By far, the most notable problem is that Jahnke's analysis does not consider the measurement errors. In his analysis, poorly dated meteorites were given the same weight as those with better exposure age determinations. As I show below, this has a grave effect on the signal to noise ratio (S/N) and consequently, on the statistical significance of any result he obtains.
I begin by summarizing the few benign points considered by Jahnke. Then I describe at length the main faults in his analysis, and follow by carrying out a more suitable statistical analysis based on the Rayleigh spectrum method and show that a periodic signal of 145 Myr is present in the data, at a statistically significant confidence level, even if one considers the more stringent grouping chosen by Jahnke.
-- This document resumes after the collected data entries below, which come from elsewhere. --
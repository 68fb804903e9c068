//! Repository layer: catalog persistence, hydration and result storage

pub mod hydration;
pub mod results;
pub mod sqlite_repo;

pub use results::StoredResult;
pub use sqlite_repo::{CatalogTable, SqliteRepo};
In the appendix I describe at length why the statistical tool I employ here is better than that used by Jahnke (at least for the type of signals we are looking for in the data) or in fact by myself in the previous analyses. Moreover, the calculation described in the appendix quantifies the S/N degradation brought about by considering poorly dated meteorites, as Jahnke did. This quantitatively shows why his analysis could not have obtained any signal at a statistically significant level.
Simply said, the Jahnke's analysis literally introduces more noise than it does a signal and
its null result is basically meaningless.
Detailed Comments
Some benign remarks
- Since I am not a meteoriticist, I have no way of judging whether all iron meteorites of a single classification group (according to the old or the recent classification) originated from the same parent body, nor whether they broke off at the same event. Thus, it is better in this respect to be more conservative. That is, as Jahnke points out, once recent claims that several iron groups should be grouped together were published, whether they are correct or not, we should consider the more conservative point of view to reduce the possibility that clustering is the result of single events producing multiple meteorites. Nevertheless, from the fact that we have some cases where the exposure ages of many meteorites span a long time range (a few 108yr), it is clear that at least some meteorites of the same iron group classification do not originate from the same meteoritic break up event.
- As Jahnke points out, the K-S analysis does indeed have a bias, with a higher sensitivity in the center. Such that choosing a phase insensitive statistic is not a bad idea at all. However, as I show below, the analysis done by Jahnke is actually a degradation of the analysis previously done by myself for other reasons. Moreover, the insinuation that I tuned the phase of the K-S to artificially get a better significance has no place. The phase used in the K-S is the phase of the data obtained if the zero-point for the folding is today. That is, there was no tuning in this respect and it should have been checked by Jahnke before making these insinuations.
Critical Points
- The main difference between the analyses of Jahnke and my previous analysis, is not any of those mentioned by Jahnke. Instead, the main difference is that Jahnke considered meteorites which have very poor error determination. As I show in the appendix, this considerably degrades the signal to noise ratio (S/N). This can be easily seen. If one adds a meteorite which is not expected to contribute any signal (because its phase in the periodicity is effectively unknown due to the error), then the noise is increased without increasing the signal, thereby decreasing the S/N. This will in turn degrade the statistical significance of any positive result. For example, it degrades a signal significant at the 99% level to the notably less significant 90% level. In my previous analysis, I simply discarded meteorites with a quoted error of 100 Myr or more (which actually corresponds to about 70 Myr or more, since Vosage & Feldman overestimated their errors, as can be seen once the potassium ages are compared with other exposure ages). In the present analysis, I simply weigh them according to their expected contribution to the signal.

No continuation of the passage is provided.